Task to carry out
Copy out, from the data, each line containing the string "registry".
################
//! Tracing subscriber setup.

use tracing_subscriber::layer::SubscriberExt;
use tracing_subscriber::util::SubscriberInitExt;
use tracing_subscriber::{fmt, EnvFilter};

use crate::config::{LogConfig, LogFormat};

/// Installs the global tracing subscriber.
///
/// `RUST_LOG` takes precedence over `config.filter`. Returns `false` when a
/// global subscriber was already installed, in which case nothing changes.
///
/// # Errors
///
/// Returns an error if `config.filter` is not a valid filter directive.
pub fn init_tracing(config: &LogConfig) -> anyhow::Result<bool> {
    let filter = match EnvFilter::try_from_default_env() {
        Ok(filter) => filter,
        Err(_) => EnvFilter::try_new(&config.filter)?,
    };

    let registry = tracing_subscriber::registry().with(filter);
    let installed = match config.format {
        LogFormat::Pretty => registry.with(fmt::layer()).try_init(),
        LogFormat::Json => registry.with(fmt::layer().json()).try_init(),
    };
    Ok(installed.is_ok())
}
//! Courtboard Service: board fetching, cached snapshots, and the validated
//! mutation path on top of `courtboard-core`.

pub mod board;
pub mod cache;
pub mod config;
pub mod error;
pub mod mutation;
pub mod telemetry;
pub mod transport;

pub use board::BoardService;
pub use cache::BoardCache;
pub use config::{LogConfig, LogFormat, ServiceConfig};
pub use error::ServiceError;
pub use mutation::{MutationResponse, MutationService};
pub use telemetry::init_tracing;
pub use transport::ApiAdapter;

pub(crate) const LOG_TARGET: &str = "courtboard::service";
//! Waitlist commands.

use serde::{Deserialize, Serialize};
use serde_json::Value;

use super::input::CommandInput;
use super::participants::{
    check_not_playing, check_not_waiting, read_group, CommandParticipant, ParticipantPayload,
};
use super::{court_command, CommandValidationError, CourtCommand, Preflight, PreflightResult};
use crate::types::{Board, GroupType, WaitlistEntry, WaitlistStatus};

/// Looks up an entry, recording an error when it is missing or has left the
/// queue.
fn queued_entry<'b>(preflight: &mut Preflight, board: &'b Board, entry_id: &str) -> Option<&'b WaitlistEntry> {
    let Some(entry) = board.waitlist_entry(entry_id) else {
        preflight.fail(format!("Waitlist entry {entry_id} not found"));
        return None;
    };
    if !entry.status.is_waiting() {
        preflight.fail(format!("Waitlist entry {entry_id} is no longer waiting"));
        return None;
    }
    Some(entry)
}

// ---------------------------------------------------------------------------
// JoinWaitlist
// ---------------------------------------------------------------------------

#[derive(Debug, Clone, PartialEq, Eq, Serialize, Deserialize)]
#[serde(rename_all = "camelCase")]
pub struct JoinWaitlistCommand {
    pub command_version: u32,
    pub participants: Vec<CommandParticipant>,
    pub group_type: GroupType,
}

#[derive(Debug, Clone, PartialEq, Eq, Serialize)]
pub struct JoinWaitlistPayload {
    pub group_type: GroupType,
    pub participants: Vec<ParticipantPayload>,
}

/// # Errors
///
/// Returns [`CommandValidationError`] listing every structural violation.
pub fn build_join_waitlist_command(input: &Value) -> Result<JoinWaitlistCommand, CommandValidationError> {
    let mut input = CommandInput::new(input);
    let command_version = input.command_version();
    let (participants, group_type) = read_group(&mut input);
    input.finish(
        JoinWaitlistCommand::NAME,
        JoinWaitlistCommand {
            command_version,
            participants,
            group_type,
        },
    )
}

/// No member may be on a court or already queued.
pub fn preflight_join_waitlist(command: &JoinWaitlistCommand, board: &Board) -> PreflightResult {
    let mut preflight = Preflight::new();
    check_not_playing(&mut preflight, board, &command.participants);
    check_not_waiting(&mut preflight, board, &command.participants);
    preflight.finish()
}

#[must_use]
pub fn to_join_waitlist_payload(command: &JoinWaitlistCommand) -> JoinWaitlistPayload {
    JoinWaitlistPayload {
        group_type: command.group_type,
        participants: command.participants.iter().map(ParticipantPayload::from).collect(),
    }
}

court_command!(
    JoinWaitlistCommand,
    JoinWaitlistPayload,
    "JoinWaitlistCommand",
    "join-waitlist",
    build_join_waitlist_command,
    preflight_join_waitlist,
    to_join_waitlist_payload
);

// ---------------------------------------------------------------------------
// CancelWaitlist
// ---------------------------------------------------------------------------

#[derive(Debug, Clone, PartialEq, Eq, Serialize, Deserialize)]
#[serde(rename_all = "camelCase")]
pub struct CancelWaitlistCommand {
    pub command_version: u32,
    pub waitlist_entry_id: String,
}

#[derive(Debug, Clone, PartialEq, Eq, Serialize)]
pub struct CancelWaitlistPayload {
    pub waitlist_entry_id: String,
}

/// # Errors
///
/// Returns [`CommandValidationError`] when `waitlistEntryId` is missing or blank.
pub fn build_cancel_waitlist_command(input: &Value) -> Result<CancelWaitlistCommand, CommandValidationError> {
    let mut input = CommandInput::new(input);
    let command_version = input.command_version();
    let waitlist_entry_id = input.required_string("waitlistEntryId");
    input.finish(
        CancelWaitlistCommand::NAME,
        CancelWaitlistCommand {
            command_version,
            waitlist_entry_id,
        },
    )
}

pub fn preflight_cancel_waitlist(command: &CancelWaitlistCommand, board: &Board) -> PreflightResult {
    let mut preflight = Preflight::new();
    queued_entry(&mut preflight, board, &command.waitlist_entry_id);
    preflight.finish()
}

#[must_use]
pub fn to_cancel_waitlist_payload(command: &CancelWaitlistCommand) -> CancelWaitlistPayload {
    CancelWaitlistPayload {
        waitlist_entry_id: command.waitlist_entry_id.clone(),
    }
}

court_command!(
    CancelWaitlistCommand,
    CancelWaitlistPayload,
    "CancelWaitlistCommand",
    "cancel-waitlist",
    build_cancel_waitlist_command,
    preflight_cancel_waitlist,
    to_cancel_waitlist_payload
);

// ---------------------------------------------------------------------------
// DeferWaitlist
// ---------------------------------------------------------------------------

/// Defers (or, with `deferred: false`, restores) a queued group.
#[derive(Debug, Clone, PartialEq, Eq, Serialize, Deserialize)]
#[serde(rename_all = "camelCase")]
pub struct DeferWaitlistCommand {
    pub command_version: u32,
    pub waitlist_entry_id: String,
    pub deferred: bool,
}

#[derive(Debug, Clone, PartialEq, Eq, Serialize)]
pub struct DeferWaitlistPayload {
    pub waitlist_entry_id: String,
    pub deferred: bool,
}

/// `deferred` defaults to `true`.
///
/// # Errors
///
/// Returns [`CommandValidationError`] listing every structural violation.
pub fn build_defer_waitlist_command(input: &Value) -> Result<DeferWaitlistCommand, CommandValidationError> {
    let mut input = CommandInput::new(input);
    let command_version = input.command_version();
    let waitlist_entry_id = input.required_string("waitlistEntryId");
    let deferred = input.bool_or("deferred", true);
    input.finish(
        DeferWaitlistCommand::NAME,
        DeferWaitlistCommand {
            command_version,
            waitlist_entry_id,
            deferred,
        },
    )
}

pub fn preflight_defer_waitlist(command: &DeferWaitlistCommand, board: &Board) -> PreflightResult {
    let mut preflight = Preflight::new();
    let id = &command.waitlist_entry_id;
    if let Some(entry) = queued_entry(&mut preflight, board, id) {
        match (command.deferred, entry.status) {
            (true, WaitlistStatus::Deferred) => {
                preflight.fail(format!("Waitlist entry {id} is already deferred"));
            }
            (false, WaitlistStatus::Waiting) => {
                preflight.fail(format!("Waitlist entry {id} is not deferred"));
            }
            _ => {}
        }
    }
    preflight.finish()
}

#[must_use]
pub fn to_defer_waitlist_payload(command: &DeferWaitlistCommand) -> DeferWaitlistPayload {
    DeferWaitlistPayload {
        waitlist_entry_id: command.waitlist_entry_id.clone(),
        deferred: command.deferred,
    }
}

court_command!(
    DeferWaitlistCommand,
    DeferWaitlistPayload,
    "DeferWaitlistCommand",
    "defer-waitlist",
    build_defer_waitlist_command,
    preflight_defer_waitlist,
    to_defer_waitlist_payload
);

// ---------------------------------------------------------------------------
// AssignFromWaitlist
// ---------------------------------------------------------------------------

/// Moves a queued group onto a free court.
#[derive(Debug, Clone, PartialEq, Eq, Serialize, Deserialize)]
#[serde(rename_all = "camelCase")]
pub struct AssignFromWaitlistCommand {
    pub command_version: u32,
    pub waitlist_entry_id: String,
    pub court_id: String,
}

#[derive(Debug, Clone, PartialEq, Eq, Serialize)]
pub struct AssignFromWaitlistPayload {
    pub waitlist_entry_id: String,
    pub court_id: String,
}

/// # Errors
///
/// Returns [`CommandValidationError`] listing every structural violation.
pub fn build_assign_from_waitlist_command(
    input: &Value,
) -> Result<AssignFromWaitlistCommand, CommandValidationError> {
    let mut input = CommandInput::new(input);
    let command_version = input.command_version();
    let waitlist_entry_id = input.required_string("waitlistEntryId");
    let court_id = input.required_string("courtId");
    input.finish(
        AssignFromWaitlistCommand::NAME,
        AssignFromWaitlistCommand {
            command_version,
            waitlist_entry_id,
            court_id,
        },
    )
}

/// Entry and court are checked independently; both failures are reported.
pub fn preflight_assign_from_waitlist(command: &AssignFromWaitlistCommand, board: &Board) -> PreflightResult {
    let mut preflight = Preflight::new();
    queued_entry(&mut preflight, board, &command.waitlist_entry_id);
    if let Some(court) = preflight.court(board, &command.court_id, "Target court") {
        if !court.is_available {
            preflight.fail(format!("Target court {} is not available", court.number));
        }
    }
    preflight.finish()
}

#[must_use]
pub fn to_assign_from_waitlist_payload(command: &AssignFromWaitlistCommand) -> AssignFromWaitlistPayload {
    AssignFromWaitlistPayload {
        waitlist_entry_id: command.waitlist_entry_id.clone(),
        court_id: command.court_id.clone(),
    }
}

court_command!(
    AssignFromWaitlistCommand,
    AssignFromWaitlistPayload,
    "AssignFromWaitlistCommand",
    "assign-from-waitlist",
    build_assign_from_waitlist_command,
    preflight_assign_from_waitlist,
    to_assign_from_waitlist_payload
);

// ---------------------------------------------------------------------------
// RemoveFromWaitlist
// ---------------------------------------------------------------------------

/// Administrative removal; unlike cancel it accepts entries in any status.
#[derive(Debug, Clone, PartialEq, Eq, Serialize, Deserialize)]
#[serde(rename_all = "camelCase")]
pub struct RemoveFromWaitlistCommand {
    pub command_version: u32,
    pub waitlist_entry_id: String,
    pub reason: Option<String>,
}

#[derive(Debug, Clone, PartialEq, Eq, Serialize)]
pub struct RemoveFromWaitlistPayload {
    pub waitlist_entry_id: String,
    pub reason: Option<String>,
}

/// # Errors
///
/// Returns [`CommandValidationError`] listing every structural violation.
pub fn build_remove_from_waitlist_command(
    input: &Value,
) -> Result<RemoveFromWaitlistCommand, CommandValidationError> {
    let mut input = CommandInput::new(input);
    let command_version = input.command_version();
    let waitlist_entry_id = input.required_string("waitlistEntryId");
    let reason = input.optional_string("reason");
    input.finish(
        RemoveFromWaitlistCommand::NAME,
        RemoveFromWaitlistCommand {
            command_version,
            waitlist_entry_id,
            reason,
        },
    )
}

pub fn preflight_remove_from_waitlist(command: &RemoveFromWaitlistCommand, board: &Board) -> PreflightResult {
    let mut preflight = Preflight::new();
    if board.waitlist_entry(&command.waitlist_entry_id).is_none() {
        preflight.fail(format!("Waitlist entry {} not found", command.waitlist_entry_id));
    }
    preflight.finish()
}

#[must_use]
pub fn to_remove_from_waitlist_payload(command: &RemoveFromWaitlistCommand) -> RemoveFromWaitlistPayload {
    RemoveFromWaitlistPayload {
        waitlist_entry_id: command.waitlist_entry_id.clone(),
        reason: command.reason.clone(),
    }
}

court_command!(
    RemoveFromWaitlistCommand,
    RemoveFromWaitlistPayload,
    "RemoveFromWaitlistCommand",
    "remove-from-waitlist",
    build_remove_from_waitlist_command,
    preflight_remove_from_waitlist,
    to_remove_from_waitlist_payload
);

// ---------------------------------------------------------------------------
// ClearWaitlist
// ---------------------------------------------------------------------------

#[derive(Debug, Clone, PartialEq, Eq, Serialize, Deserialize)]
#[serde(rename_all = "camelCase")]
pub struct ClearWaitlistCommand {
    pub command_version: u32,
}

/// Serializes as `{}`.
#[derive(Debug, Clone, PartialEq, Eq, Serialize)]
pub struct ClearWaitlistPayload {}

/// # Errors
///
/// Returns [`CommandValidationError`] when the input is not an object or
/// carries an unsupported `commandVersion`.
pub fn build_clear_waitlist_command(input: &Value) -> Result<ClearWaitlistCommand, CommandValidationError> {
    let mut input = CommandInput::new(input);
    let command_version = input.command_version();
    input.finish(ClearWaitlistCommand::NAME, ClearWaitlistCommand { command_version })
}

pub fn preflight_clear_waitlist(_command: &ClearWaitlistCommand, board: &Board) -> PreflightResult {
    let mut preflight = Preflight::new();
    if !board.waitlist.iter().any(|e| e.status.is_waiting()) {
        preflight.fail("Waitlist is already empty");
    }
    preflight.finish()
}

#[must_use]
pub fn to_clear_waitlist_payload(_command: &ClearWaitlistCommand) -> ClearWaitlistPayload {
    ClearWaitlistPayload {}
}

court_command!(
    ClearWaitlistCommand,
    ClearWaitlistPayload,
    "ClearWaitlistCommand",
    "clear-waitlist",
    build_clear_waitlist_command,
    preflight_clear_waitlist,
    to_clear_waitlist_payload
);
################
Result of this exercise
    let registry = tracing_subscriber::registry().with(filter);
        LogFormat::Pretty => registry.with(fmt::layer()).try_init(),
        LogFormat::Json => registry.with(fmt::layer().json()).try_init(),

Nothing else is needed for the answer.